• _Exercise_: Give back all of the data exactly. Leave nothing out.

(Dataset entries)

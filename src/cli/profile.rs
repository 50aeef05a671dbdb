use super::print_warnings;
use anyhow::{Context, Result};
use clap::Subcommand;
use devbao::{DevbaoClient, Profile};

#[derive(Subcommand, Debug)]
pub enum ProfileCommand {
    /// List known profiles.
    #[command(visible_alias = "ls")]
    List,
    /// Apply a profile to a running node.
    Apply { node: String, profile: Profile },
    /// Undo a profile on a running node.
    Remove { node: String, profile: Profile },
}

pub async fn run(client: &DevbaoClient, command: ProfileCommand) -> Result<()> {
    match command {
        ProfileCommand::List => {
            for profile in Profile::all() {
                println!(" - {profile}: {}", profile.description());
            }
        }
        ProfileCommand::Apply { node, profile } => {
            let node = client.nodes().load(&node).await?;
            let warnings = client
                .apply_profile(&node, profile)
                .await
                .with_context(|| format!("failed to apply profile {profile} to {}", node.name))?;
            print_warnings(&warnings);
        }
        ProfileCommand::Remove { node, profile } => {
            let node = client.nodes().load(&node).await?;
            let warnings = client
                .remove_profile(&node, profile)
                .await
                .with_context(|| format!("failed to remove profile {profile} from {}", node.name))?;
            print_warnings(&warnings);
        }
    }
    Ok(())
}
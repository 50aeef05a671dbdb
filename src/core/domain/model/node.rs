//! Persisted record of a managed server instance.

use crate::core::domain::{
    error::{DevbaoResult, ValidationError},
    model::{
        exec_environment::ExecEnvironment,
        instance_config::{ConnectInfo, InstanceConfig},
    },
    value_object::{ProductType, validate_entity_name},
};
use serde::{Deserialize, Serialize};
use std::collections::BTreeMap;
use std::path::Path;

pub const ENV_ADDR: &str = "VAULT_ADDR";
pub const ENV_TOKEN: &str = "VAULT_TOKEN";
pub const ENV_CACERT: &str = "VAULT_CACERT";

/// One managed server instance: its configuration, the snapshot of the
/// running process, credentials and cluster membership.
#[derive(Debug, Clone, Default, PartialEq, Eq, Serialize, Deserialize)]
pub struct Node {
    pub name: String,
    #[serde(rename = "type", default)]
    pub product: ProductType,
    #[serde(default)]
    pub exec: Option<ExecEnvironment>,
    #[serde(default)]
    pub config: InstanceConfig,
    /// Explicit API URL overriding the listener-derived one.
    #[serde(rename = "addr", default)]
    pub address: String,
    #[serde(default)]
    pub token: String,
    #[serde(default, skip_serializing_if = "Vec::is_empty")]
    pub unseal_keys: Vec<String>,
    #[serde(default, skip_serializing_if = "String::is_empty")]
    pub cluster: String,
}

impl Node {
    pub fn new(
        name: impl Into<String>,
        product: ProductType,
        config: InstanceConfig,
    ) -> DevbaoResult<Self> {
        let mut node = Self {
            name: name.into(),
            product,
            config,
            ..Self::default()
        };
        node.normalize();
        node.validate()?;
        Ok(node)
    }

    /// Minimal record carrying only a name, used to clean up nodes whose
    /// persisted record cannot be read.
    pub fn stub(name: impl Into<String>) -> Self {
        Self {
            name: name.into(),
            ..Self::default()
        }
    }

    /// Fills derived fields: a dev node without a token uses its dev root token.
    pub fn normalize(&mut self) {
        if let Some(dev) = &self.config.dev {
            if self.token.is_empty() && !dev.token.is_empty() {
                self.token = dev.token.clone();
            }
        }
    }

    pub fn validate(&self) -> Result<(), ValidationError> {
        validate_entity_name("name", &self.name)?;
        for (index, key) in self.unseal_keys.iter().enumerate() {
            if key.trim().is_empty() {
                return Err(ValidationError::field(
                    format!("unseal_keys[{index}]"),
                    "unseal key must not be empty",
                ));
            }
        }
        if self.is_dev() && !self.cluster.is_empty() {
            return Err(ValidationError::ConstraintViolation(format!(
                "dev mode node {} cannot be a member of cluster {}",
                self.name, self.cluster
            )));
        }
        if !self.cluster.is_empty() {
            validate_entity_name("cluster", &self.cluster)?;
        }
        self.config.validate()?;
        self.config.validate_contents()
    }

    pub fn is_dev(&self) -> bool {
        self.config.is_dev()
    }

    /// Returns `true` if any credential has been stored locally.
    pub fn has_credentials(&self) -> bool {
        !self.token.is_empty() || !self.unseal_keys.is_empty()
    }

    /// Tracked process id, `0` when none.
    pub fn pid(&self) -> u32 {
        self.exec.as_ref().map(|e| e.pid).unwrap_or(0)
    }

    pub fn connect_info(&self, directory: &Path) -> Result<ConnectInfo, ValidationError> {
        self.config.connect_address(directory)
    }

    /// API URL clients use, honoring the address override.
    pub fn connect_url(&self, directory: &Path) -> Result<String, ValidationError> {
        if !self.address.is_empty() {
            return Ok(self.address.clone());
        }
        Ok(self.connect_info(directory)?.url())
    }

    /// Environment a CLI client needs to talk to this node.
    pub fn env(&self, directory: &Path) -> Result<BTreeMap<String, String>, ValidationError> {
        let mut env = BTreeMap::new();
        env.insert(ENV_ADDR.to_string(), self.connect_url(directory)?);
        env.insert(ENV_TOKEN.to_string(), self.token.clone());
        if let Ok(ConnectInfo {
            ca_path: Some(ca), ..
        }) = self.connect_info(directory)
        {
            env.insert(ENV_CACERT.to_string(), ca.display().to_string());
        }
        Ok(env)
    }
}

• _Written solution_:
filename src/cli/profile.rs
repository 50aeef05a671dbdb
use super::print_warnings;
use anyhow::{Context, Result};
use clap::Subcommand;
use devbao::{DevbaoClient, Profile};

#[derive(Subcommand, Debug)]
pub enum ProfileCommand {
    /// List known profiles.
    #[command(visible_alias = "ls")]
    List,
    /// Apply a profile to a running node.
    Apply { node: String, profile: Profile },
    /// Undo a profile on a running node.
    Remove { node: String, profile: Profile },
}

pub async fn run(client: &DevbaoClient, command: ProfileCommand) -> Result<()> {
    match command {
        ProfileCommand::List => {
            for profile in Profile::all() {
                println!(" - {profile}: {}", profile.description());
            }
        }
        ProfileCommand::Apply { node, profile } => {
            let node = client.nodes().load(&node).await?;
            let warnings = client
                .apply_profile(&node, profile)
                .await
                .with_context(|| format!("failed to apply profile {profile} to {}", node.name))?;
            print_warnings(&warnings);
        }
        ProfileCommand::Remove { node, profile } => {
            let node = client.nodes().load(&node).await?;
            let warnings = client
                .remove_profile(&node, profile)
                .await
                .with_context(|| format!("failed to remove profile {profile} from {}", node.name))?;
            print_warnings(&warnings);
        }
    }
    Ok(())
}
repository 50aeef05a671dbdb
filename src/core/domain/model/node.rs
//! Persisted record of a managed server instance.

use crate::core::domain::{
    error::{DevbaoResult, ValidationError},
    model::{
        exec_environment::ExecEnvironment,
        instance_config::{ConnectInfo, InstanceConfig},
    },
    value_object::{ProductType, validate_entity_name},
};
use serde::{Deserialize, Serialize};
use std::collections::BTreeMap;
use std::path::Path;

pub const ENV_ADDR: &str = "VAULT_ADDR";
pub const ENV_TOKEN: &str = "VAULT_TOKEN";
pub const ENV_CACERT: &str = "VAULT_CACERT";

/// One managed server instance: its configuration, the snapshot of the
/// running process, credentials and cluster membership.
#[derive(Debug, Clone, Default, PartialEq, Eq, Serialize, Deserialize)]
pub struct Node {
    pub name: String,
    #[serde(rename = "type", default)]
    pub product: ProductType,
    #[serde(default)]
    pub exec: Option<ExecEnvironment>,
    #[serde(default)]
    pub config: InstanceConfig,
    /// Explicit API URL overriding the listener-derived one.
    #[serde(rename = "addr", default)]
    pub address: String,
    #[serde(default)]
    pub token: String,
    #[serde(default, skip_serializing_if = "Vec::is_empty")]
    pub unseal_keys: Vec<String>,
    #[serde(default, skip_serializing_if = "String::is_empty")]
    pub cluster: String,
}

impl Node {
    pub fn new(
        name: impl Into<String>,
        product: ProductType,
        config: InstanceConfig,
    ) -> DevbaoResult<Self> {
        let mut node = Self {
            name: name.into(),
            product,
            config,
            ..Self::default()
        };
        node.normalize();
        node.validate()?;
        Ok(node)
    }

    /// Minimal record carrying only a name, used to clean up nodes whose
    /// persisted record cannot be read.
    pub fn stub(name: impl Into<String>) -> Self {
        Self {
            name: name.into(),
            ..Self::default()
        }
    }

    /// Fills derived fields: a dev node without a token uses its dev root token.
    pub fn normalize(&mut self) {
        if let Some(dev) = &self.config.dev {
            if self.token.is_empty() && !dev.token.is_empty() {
                self.token = dev.token.clone();
            }
        }
    }

    pub fn validate(&self) -> Result<(), ValidationError> {
        validate_entity_name("name", &self.name)?;
        for (index, key) in self.unseal_keys.iter().enumerate() {
            if key.trim().is_empty() {
                return Err(ValidationError::field(
                    format!("unseal_keys[{index}]"),
                    "unseal key must not be empty",
                ));
            }
        }
        if self.is_dev() && !self.cluster.is_empty() {
            return Err(ValidationError::ConstraintViolation(format!(
                "dev mode node {} cannot be a member of cluster {}",
                self.name, self.cluster
            )));
        }
        if !self.cluster.is_empty() {
            validate_entity_name("cluster", &self.cluster)?;
        }
        self.config.validate()?;
        self.config.validate_contents()
    }

    pub fn is_dev(&self) -> bool {
        self.config.is_dev()
    }

    /// Returns `true` if any credential has been stored locally.
    pub fn has_credentials(&self) -> bool {
        !self.token.is_empty() || !self.unseal_keys.is_empty()
    }

    /// Tracked process id, `0` when none.
    pub fn pid(&self) -> u32 {
        self.exec.as_ref().map(|e| e.pid).unwrap_or(0)
    }

    pub fn connect_info(&self, directory: &Path) -> Result<ConnectInfo, ValidationError> {
        self.config.connect_address(directory)
    }

    /// API URL clients use, honoring the address override.
    pub fn connect_url(&self, directory: &Path) -> Result<String, ValidationError> {
        if !self.address.is_empty() {
            return Ok(self.address.clone());
        }
        Ok(self.connect_info(directory)?.url())
    }

    /// Environment a CLI client needs to talk to this node.
    pub fn env(&self, directory: &Path) -> Result<BTreeMap<String, String>, ValidationError> {
        let mut env = BTreeMap::new();
        env.insert(ENV_ADDR.to_string(), self.connect_url(directory)?);
        env.insert(ENV_TOKEN.to_string(), self.token.clone());
        if let Ok(ConnectInfo {
            ca_path: Some(ca), ..
        }) = self.connect_info(directory)
        {
            env.insert(ENV_CACERT.to_string(), ca.display().to_string());
        }
        Ok(env)
    }
}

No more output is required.